38 CHAPTER 3 Abstract Background: cirrhosis is complicated by bleeding and thrombotic events. Using vitamin K antagonists (VKA) and low-molecular weight heparin (LMWH) in cirrhotic patients has major drawbacks. Direct oral anticoagulants (DOAC) might be promising for this specific group of patients. Little evidence exists on hemostatic effect in cirrhosis let alone on the different etiologies. The in vitro effect of DOAC will be compared to traditional anticoagulants in blood samples of patients with non-alcoholic steatohepatitis (NASH) versus alcoholic steatohepatitis (ASH) cirrhosis with blood samples from lean and obese volunteers as controls. Methods: twenty-two blood samples of patients with NASH-cirrhosis and 15 samples of patients with ASH-cirrhosis were compared. Twenty samples of lean and obese subjects were included as well. The potency of LMWH, Dabigatran and Apixaban were examined by performing thrombin generation tests. Results: similar results were seen between NASH and ASH-cirrhosis for LMWH and dabigatran.
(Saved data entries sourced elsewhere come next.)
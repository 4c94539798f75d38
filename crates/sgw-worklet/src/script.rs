//! Script attachment surface

use serde::{Deserialize, Serialize};

/// `type` marking a script element as a scene-graph worklet
pub const WORKLET_SCRIPT_TYPE: &str = "experimental-scene-graph-worklet";

/// A script element attached to the host
///
/// Mirrors `<script type=... src=... allow=...>body</script>`.
#[derive(Debug, Clone, Default, PartialEq, Eq, Serialize, Deserialize)]
pub struct ScriptElement {
    #[serde(rename = "type")]
    pub script_type: String,
    #[serde(default)]
    pub src: Option<String>,
    #[serde(default)]
    pub text: String,
    #[serde(default)]
    pub allow: String,
}

/// Where a worklet's code comes from
#[derive(Debug, Clone, PartialEq, Eq)]
pub enum ScriptSource {
    /// Code embedded in the element body
    Inline(String),
    /// Code fetched from a URL
    Url(String),
}

impl ScriptElement {
    /// Worklet element with an inline body
    #[must_use]
    pub fn inline(allow: impl Into<String>, text: impl Into<String>) -> Self {
        Self {
            script_type: WORKLET_SCRIPT_TYPE.to_string(),
            src: None,
            text: text.into(),
            allow: allow.into(),
        }
    }

    /// Worklet element loading its code from `src`
    #[must_use]
    pub fn external(allow: impl Into<String>, src: impl Into<String>) -> Self {
        Self {
            script_type: WORKLET_SCRIPT_TYPE.to_string(),
            src: Some(src.into()),
            text: String::new(),
            allow: allow.into(),
        }
    }

    /// True if this element should spawn a worklet
    #[inline]
    #[must_use]
    pub fn is_worklet(&self) -> bool {
        self.script_type.trim() == WORKLET_SCRIPT_TYPE
    }

    /// `src` wins over the inline body when both are present
    #[must_use]
    pub fn source(&self) -> ScriptSource {
        match self.src.as_deref().map(str::trim) {
            Some(src) if !src.is_empty() => ScriptSource::Url(src.to_string()),
            _ => ScriptSource::Inline(self.text.clone()),
        }
    }
}

#[cfg(test)]
mod tests {
    use super::*;

    #[test]
    fn qualifies_only_worklet_type() {
        assert!(ScriptElement::inline("", "").is_worklet());
        let plain = ScriptElement {
            script_type: "text/javascript".into(),
            ..ScriptElement::default()
        };
        assert!(!plain.is_worklet());
    }

    #[test]
    fn src_takes_precedence() {
        let mut element = ScriptElement::external("messaging", "worklet.rhai");
        element.text = "print(1);".into();
        assert_eq!(element.source(), ScriptSource::Url("worklet.rhai".into()));

        element.src = Some("  ".into());
        assert_eq!(element.source(), ScriptSource::Inline("print(1);".into()));
    }
}
use thiserror::Error;

#[derive(Error, Debug)]
pub enum ChromaError {
    #[error("Image error: {0}")]
    Image(#[from] image::ImageError),

    #[error("IO error: {0}")]
    Io(#[from] std::io::Error),

    #[error("JSON error: {0}")]
    Json(#[from] serde_json::Error),

    #[error("Zip error: {0}")]
    Zip(#[from] zip::result::ZipError),

    #[error("Invalid parameter: {0}")]
    InvalidParameter(String),

    #[error("Processing error: {0}")]
    Processing(String),
}

pub type Result<T> = std::result::Result<T, ChromaError>;

// Implement Serialize so errors can cross the frontend boundary as strings
impl serde::Serialize for ChromaError {
    fn serialize<S>(&self, serializer: S) -> std::result::Result<S::Ok, S::Error>
    where
        S: serde::Serializer,
    {
        serializer.serialize_str(&self.to_string())
    }
}
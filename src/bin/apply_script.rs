//! Headless harness: replay an action script against a set of images and
//! write the export next to the current directory.
//!
//! Usage: apply_script <script.json> <image> [image...]

use std::path::PathBuf;

use chromakey_studio::{export, loader, EditSession};

#[tokio::main]
async fn main() {
    let args: Vec<String> = std::env::args().skip(1).collect();
    if args.len() < 2 {
        eprintln!("Usage: apply_script <script.json> <image> [image...]");
        std::process::exit(1);
    }

    let script_path = PathBuf::from(&args[0]);
    let image_paths: Vec<PathBuf> = args[1..].iter().map(PathBuf::from).collect();

    let raw = match std::fs::read_to_string(&script_path) {
        Ok(raw) => raw,
        Err(e) => {
            eprintln!("Failed to read {}: {}", script_path.display(), e);
            std::process::exit(1);
        }
    };

    let mut session = EditSession::new();
    if let Err(e) = session.load_script(&raw) {
        eprintln!("Invalid action script: {}", e);
        std::process::exit(1);
    }
    session.run_script();

    let images = match loader::load_images(image_paths).await {
        Ok(images) => images,
        Err(e) => {
            eprintln!("Failed to load images: {}", e);
            std::process::exit(1);
        }
    };

    let params = session.processing_params();
    let export = if images.len() == 1 {
        export::export_single(&images[0], &params)
    } else {
        export::export_batch(&images, &params)
    };

    match export {
        Ok(file) => {
            if let Err(e) = std::fs::write(&file.name, &file.bytes) {
                eprintln!("Failed to write {}: {}", file.name, e);
                std::process::exit(1);
            }
            println!("Wrote {} ({} bytes)", file.name, file.bytes.len());
        }
        Err(e) => {
            eprintln!("Export failed: {}", e);
            std::process::exit(1);
        }
    }
}
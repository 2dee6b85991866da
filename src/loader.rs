//! Image decode collaborator.
//!
//! Decoding stays off the interactive thread: each file gets its own blocking
//! task and the results are joined in input order, so a multi-file drop keeps
//! the order the files arrived in. Any decode failure fails the whole load;
//! the caller's image list is only replaced on full success.

use std::path::PathBuf;

use image::RgbaImage;

use crate::error::{ChromaError, Result};

/// A decoded image plus its display name (the file stem).
#[derive(Debug, Clone)]
pub struct SourceImage {
    pub name: String,
    pub image: RgbaImage,
}

impl SourceImage {
    pub fn new(name: impl Into<String>, image: RgbaImage) -> Self {
        Self {
            name: name.into(),
            image,
        }
    }
}

/// Decode a set of image files concurrently, preserving input order.
pub async fn load_images(paths: Vec<PathBuf>) -> Result<Vec<SourceImage>> {
    if paths.is_empty() {
        return Err(ChromaError::InvalidParameter(
            "No input files provided".to_string(),
        ));
    }

    let mut handles = Vec::with_capacity(paths.len());
    for path in paths {
        handles.push(tokio::task::spawn_blocking(move || -> Result<SourceImage> {
            let name = path
                .file_stem()
                .and_then(|s| s.to_str())
                .unwrap_or("unknown")
                .to_string();
            let image = image::open(&path)
                .map_err(|e| {
                    ChromaError::Processing(format!("Failed to load {}: {}", path.display(), e))
                })?
                .to_rgba8();
            Ok(SourceImage { name, image })
        }));
    }

    let mut images = Vec::with_capacity(handles.len());
    for handle in handles {
        let loaded = handle
            .await
            .map_err(|e| ChromaError::Processing(format!("Task join error: {}", e)))??;
        images.push(loaded);
    }

    tracing::debug!(count = images.len(), "loaded image set");
    Ok(images)
}

#[cfg(test)]
mod tests {
    use super::*;
    use image::Rgba;

    #[tokio::test]
    async fn test_load_preserves_input_order() {
        let dir = std::env::temp_dir().join("chromakey_loader_test");
        std::fs::create_dir_all(&dir).unwrap();

        let mut paths = Vec::new();
        for (i, name) in ["zeta", "alpha", "mid"].iter().enumerate() {
            let path = dir.join(format!("{}.png", name));
            let img = RgbaImage::from_pixel(2, 2, Rgba([i as u8, 0, 0, 255]));
            img.save(&path).unwrap();
            paths.push(path);
        }

        let images = load_images(paths).await.unwrap();
        let names: Vec<&str> = images.iter().map(|i| i.name.as_str()).collect();
        assert_eq!(names, ["zeta", "alpha", "mid"]);
        assert_eq!(images[1].image.get_pixel(0, 0), &Rgba([1, 0, 0, 255]));
    }

    #[tokio::test]
    async fn test_missing_file_fails_the_load() {
        let paths = vec![PathBuf::from("/definitely/not/here.png")];
        assert!(load_images(paths).await.is_err());
    }

    #[tokio::test]
    async fn test_empty_input_rejected() {
        assert!(load_images(Vec::new()).await.is_err());
    }
}
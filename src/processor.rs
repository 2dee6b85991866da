//! Pixel pipeline: applies the resolved operator lists to a pixel buffer.
//!
//! The pipeline is pure. It never mutates its input, never looks at a
//! neighboring pixel, and takes the full resolved parameter snapshot
//! ([`ProcessingParams`]) by reference, so it can run per pixel in any order.
//! Per-pixel evaluation order is fixed:
//!
//! 1. Unaffected-color exclusion - a match copies the pixel through untouched.
//! 2. Transparency operators in resolved order - first match sets alpha 0 and
//!    ends processing for the pixel.
//! 3. Color-change operators in resolved order - every operator whose target
//!    matches the *original* pixel transforms the *running* color, so stacked
//!    operators compose.
//!
//! "Resolved order" is history entries through the cursor, then staging, per
//! operator kind; uncommitted slider state is always previewed.

use image::{Rgba, RgbaImage};
use rayon::prelude::*;
use serde::{Deserialize, Serialize};

use crate::color::{self, RgbaColor};
use crate::ops::{ColorChangeState, TransparencyState, UnaffectedColorState};

// ============================================================================
// PARAMETER SNAPSHOT
// ============================================================================

/// One operator kind's resolved inputs: the active history prefix plus the
/// live staging state.
#[derive(Debug, Clone, Default, Serialize, Deserialize)]
pub struct OperatorSet<S> {
    pub history: Vec<S>,
    pub staging: S,
}

impl<S> OperatorSet<S> {
    /// Operators in application order: history first, then staging.
    pub fn resolved(&self) -> impl Iterator<Item = &S> {
        self.history.iter().chain(std::iter::once(&self.staging))
    }
}

/// The full input snapshot the pipeline consumes. Rebuilt from session state
/// whenever anything changes; owns no lifecycle of its own.
#[derive(Debug, Clone, Default, Serialize, Deserialize)]
pub struct ProcessingParams {
    pub transparency: OperatorSet<TransparencyState>,
    pub color_change: OperatorSet<ColorChangeState>,
    pub unaffected_color: UnaffectedColorState,
}

// ============================================================================
// RESOLVED OPERATORS
// ============================================================================

// Operators with no color picked are inert; they are dropped here so the
// per-pixel loop only sees matchable operators with precomputed thresholds.

struct ResolvedKey {
    color: RgbaColor,
    threshold: f32,
}

struct ResolvedChange {
    target: RgbaColor,
    threshold: f32,
    hue: i16,
    saturation: i16,
    brightness: i16,
    contrast: i16,
}

struct ResolvedPipeline {
    unaffected: Option<ResolvedKey>,
    transparency: Vec<ResolvedKey>,
    color_change: Vec<ResolvedChange>,
}

impl ResolvedPipeline {
    fn new(params: &ProcessingParams) -> Self {
        let unaffected = match (&params.unaffected_color.color, params.unaffected_color.enabled) {
            (Some(color), true) => Some(ResolvedKey {
                color: *color,
                threshold: color::tolerance_threshold(params.unaffected_color.tolerance),
            }),
            _ => None,
        };

        let transparency = params
            .transparency
            .resolved()
            .filter_map(|op| {
                op.color.map(|color| ResolvedKey {
                    color,
                    threshold: color::tolerance_threshold(op.tolerance),
                })
            })
            .collect();

        let color_change = params
            .color_change
            .resolved()
            .filter_map(|op| {
                op.target.map(|target| ResolvedChange {
                    target,
                    threshold: color::tolerance_threshold(op.tolerance),
                    hue: op.hue,
                    saturation: op.saturation,
                    brightness: op.brightness,
                    contrast: op.contrast,
                })
            })
            .collect();

        Self {
            unaffected,
            transparency,
            color_change,
        }
    }

    fn transform_pixel(&self, pixel: &Rgba<u8>) -> Rgba<u8> {
        let original = RgbaColor::from_pixel(pixel);

        // Unaffected color has absolute priority over every operator
        if let Some(key) = &self.unaffected {
            if color::distance(&original, &key.color) <= key.threshold {
                return *pixel;
            }
        }

        // First matching transparency operator wins; a keyed-out pixel keeps
        // its RGB and skips color change entirely
        for op in &self.transparency {
            if color::distance(&original, &op.color) <= op.threshold {
                return Rgba([pixel[0], pixel[1], pixel[2], 0]);
            }
        }

        let (mut r, mut g, mut b) = (pixel[0], pixel[1], pixel[2]);

        for op in &self.color_change {
            // Match against the original pixel, transform the running color
            if color::distance(&original, &op.target) > op.threshold {
                continue;
            }

            let (h, s, l) = color::rgb_to_hsl(r, g, b);
            let h = (h * 360.0 + op.hue as f32).rem_euclid(360.0) / 360.0;
            let s = (s + op.saturation as f32 / 100.0).clamp(0.0, 1.0);
            let l = (l + op.brightness as f32 / 100.0).clamp(0.0, 1.0);
            let (nr, ng, nb) = color::hsl_to_rgb(h, s, l);

            let factor = (259.0 * (op.contrast as f32 + 255.0)) / (255.0 * (259.0 - op.contrast as f32));
            r = (factor * (nr as f32 - 128.0) + 128.0).clamp(0.0, 255.0).round() as u8;
            g = (factor * (ng as f32 - 128.0) + 128.0).clamp(0.0, 255.0).round() as u8;
            b = (factor * (nb as f32 - 128.0) + 128.0).clamp(0.0, 255.0).round() as u8;
        }

        Rgba([r, g, b, pixel[3]])
    }
}

// ============================================================================
// PIPELINE ENTRY POINTS
// ============================================================================

/// Run the pipeline over a buffer, returning a new buffer of the same
/// dimensions. The input is never mutated.
pub fn process_image(original: &RgbaImage, params: &ProcessingParams) -> RgbaImage {
    let resolved = ResolvedPipeline::new(params);
    let mut output = RgbaImage::new(original.width(), original.height());

    for (x, y, pixel) in original.enumerate_pixels() {
        output.put_pixel(x, y, resolved.transform_pixel(pixel));
    }

    output
}

/// Same result as [`process_image`], with rows processed in parallel. The
/// per-pixel computation only reads the original pixel and the immutable
/// snapshot, so row chunking is safe.
pub fn process_image_par(original: &RgbaImage, params: &ProcessingParams) -> RgbaImage {
    let (width, height) = original.dimensions();
    if width == 0 || height == 0 {
        return original.clone();
    }

    let resolved = ResolvedPipeline::new(params);
    let row_len = width as usize * 4;
    let mut output = vec![0u8; row_len * height as usize];

    output
        .par_chunks_mut(row_len)
        .zip(original.as_raw().par_chunks(row_len))
        .for_each(|(out_row, src_row)| {
            for (out_px, src_px) in out_row.chunks_exact_mut(4).zip(src_row.chunks_exact(4)) {
                let pixel = Rgba([src_px[0], src_px[1], src_px[2], src_px[3]]);
                out_px.copy_from_slice(&resolved.transform_pixel(&pixel).0);
            }
        });

    RgbaImage::from_raw(width, height, output).expect("output buffer matches input dimensions")
}
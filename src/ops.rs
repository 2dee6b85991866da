//! Operator model: the parameter sets a user stages and applies.
//!
//! Two operator kinds exist. A transparency operator keys matching pixels out
//! to alpha 0; a color-change operator shifts hue/saturation/brightness and
//! rescales contrast for matching pixels. Both carry a [0, 1000] per-mille
//! tolerance. A third, the unaffected color, is not an operator but an
//! exclusion evaluated before everything else.
//!
//! The `Default` impl of each state is its identity: no color picked (the
//! operator matches nothing), tolerance at the UI's starting position of 50,
//! all adjustments zero. Histories and staging slots are seeded with it.

use serde::{Deserialize, Serialize};

use crate::color::RgbaColor;

/// Tolerance the UI sliders start at.
pub const DEFAULT_TOLERANCE: u16 = 50;

/// "Pixels within `tolerance` of `color` become fully transparent."
///
/// `color: None` is the staged placeholder before the user picks a color;
/// such an operator matches nothing.
#[derive(Debug, Clone, PartialEq, Serialize, Deserialize)]
pub struct TransparencyState {
    pub color: Option<RgbaColor>,
    pub tolerance: u16,
}

impl Default for TransparencyState {
    fn default() -> Self {
        Self {
            color: None,
            tolerance: DEFAULT_TOLERANCE,
        }
    }
}

/// "Pixels within `tolerance` of `target` get hue rotated by `hue` degrees,
/// saturation/brightness shifted additively and contrast rescaled."
///
/// `sharpness` is carried through state, serialization and scripts but has no
/// pixel effect; the slider exists in the UI ahead of the actual filter.
#[derive(Debug, Clone, PartialEq, Serialize, Deserialize)]
pub struct ColorChangeState {
    pub target: Option<RgbaColor>,
    pub tolerance: u16,
    /// Hue rotation in degrees, [-180, 180]
    pub hue: i16,
    /// Saturation shift in percent of full range, [-100, 100]
    pub saturation: i16,
    /// Brightness shift in percent of full range, [-100, 100]
    pub brightness: i16,
    /// Contrast adjustment, [-100, 100]
    pub contrast: i16,
    /// Reserved, [0, 100]; no pixel effect yet
    pub sharpness: u16,
}

impl Default for ColorChangeState {
    fn default() -> Self {
        Self {
            target: None,
            tolerance: DEFAULT_TOLERANCE,
            hue: 0,
            saturation: 0,
            brightness: 0,
            contrast: 0,
            sharpness: 0,
        }
    }
}

/// A color+tolerance region excluded from all processing. Checked before any
/// operator, so a matching pixel is always copied through untouched.
#[derive(Debug, Clone, PartialEq, Serialize, Deserialize)]
pub struct UnaffectedColorState {
    pub enabled: bool,
    pub color: Option<RgbaColor>,
    pub tolerance: u16,
}

impl Default for UnaffectedColorState {
    fn default() -> Self {
        Self {
            enabled: false,
            color: None,
            tolerance: DEFAULT_TOLERANCE,
        }
    }
}

/// One recorded Apply event. Serializes as
/// `{"type": "transparency" | "colorChange", "params": {...}}`, the action
/// script wire format.
#[derive(Debug, Clone, PartialEq, Serialize, Deserialize)]
#[serde(tag = "type", content = "params")]
pub enum Action {
    #[serde(rename = "transparency")]
    Transparency(TransparencyState),
    #[serde(rename = "colorChange")]
    ColorChange(ColorChangeState),
}
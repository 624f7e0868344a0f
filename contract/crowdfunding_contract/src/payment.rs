//! Value-token adapter. All escrow custody moves through these two calls.

use soroban_sdk::{token, Address, Env};

use crate::storage_types::{DataKey, Error};

pub fn token_address(env: &Env) -> Result<Address, Error> {
    env.storage()
        .instance()
        .get(&DataKey::Token)
        .ok_or(Error::NotInitialized)
}

/// Pull a contribution from the contributor into contract custody.
///
/// Uses the token's delegated transfer with the contract as spender, so
/// the contributor must have approved at least `amount` beforehand. A
/// rejected pull traps the whole invocation; no ledger state survives it.
pub fn pull(env: &Env, from: &Address, amount: i128) -> Result<(), Error> {
    let client = token::TokenClient::new(env, &token_address(env)?);
    let contract = env.current_contract_address();
    client.transfer_from(&contract, from, &contract, &amount);
    Ok(())
}

/// Push escrowed value out of contract custody.
pub fn push(env: &Env, to: &Address, amount: i128) -> Result<(), Error> {
    let client = token::TokenClient::new(env, &token_address(env)?);
    client.transfer(&env.current_contract_address(), to, &amount);
    Ok(())
}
Apixaban had a significantly different endogenous thrombin potential (ETP) decrease compared between the samples of NASH and ASH cirrhosis. Similar results for apixaban are reported for the obese group when compared with NASH cirrhosis. However for dabigatran and LMWH there was a great variation in values of peak time and velocity between NASH-cirrhosis and the controls. Conclusions: the in vitro effect of the different anticoagulant therapy in blood samples from patient with NASH and ASH cirrhosis shows no difference.